-------- Data for processing
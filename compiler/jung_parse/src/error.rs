//! Parse error types.

use jung_lexer::{LexError, Token};
use thiserror::Error;

#[derive(Clone, Debug, PartialEq, Error)]
pub enum ParseError {
    /// The source could not be tokenized.
    #[error(transparent)]
    Lex(#[from] LexError),

    /// A token other than the one the grammar required.
    #[error("line {line}:{column} - {message} (got {found})")]
    Unexpected {
        message: String,
        found: String,
        line: u32,
        column: u32,
    },

    /// `=` or `op=` after an expression that is not a name, index or property.
    #[error("line {line}:{column} - invalid assignment target")]
    InvalidAssignmentTarget { line: u32, column: u32 },
}

impl ParseError {
    #[cold]
    pub(crate) fn unexpected(message: impl Into<String>, token: &Token) -> Self {
        ParseError::Unexpected {
            message: message.into(),
            found: token.kind.describe(),
            line: token.line,
            column: token.column,
        }
    }

    /// Line the error was reported on.
    pub fn line(&self) -> u32 {
        match self {
            ParseError::Lex(e) => e.line(),
            ParseError::Unexpected { line, .. }
            | ParseError::InvalidAssignmentTarget { line, .. } => *line,
        }
    }
}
----------------
*Work required*: Tell how many lines of the data above contain the word "impl", giving the number by itself.

*Solution to the exercise*: 2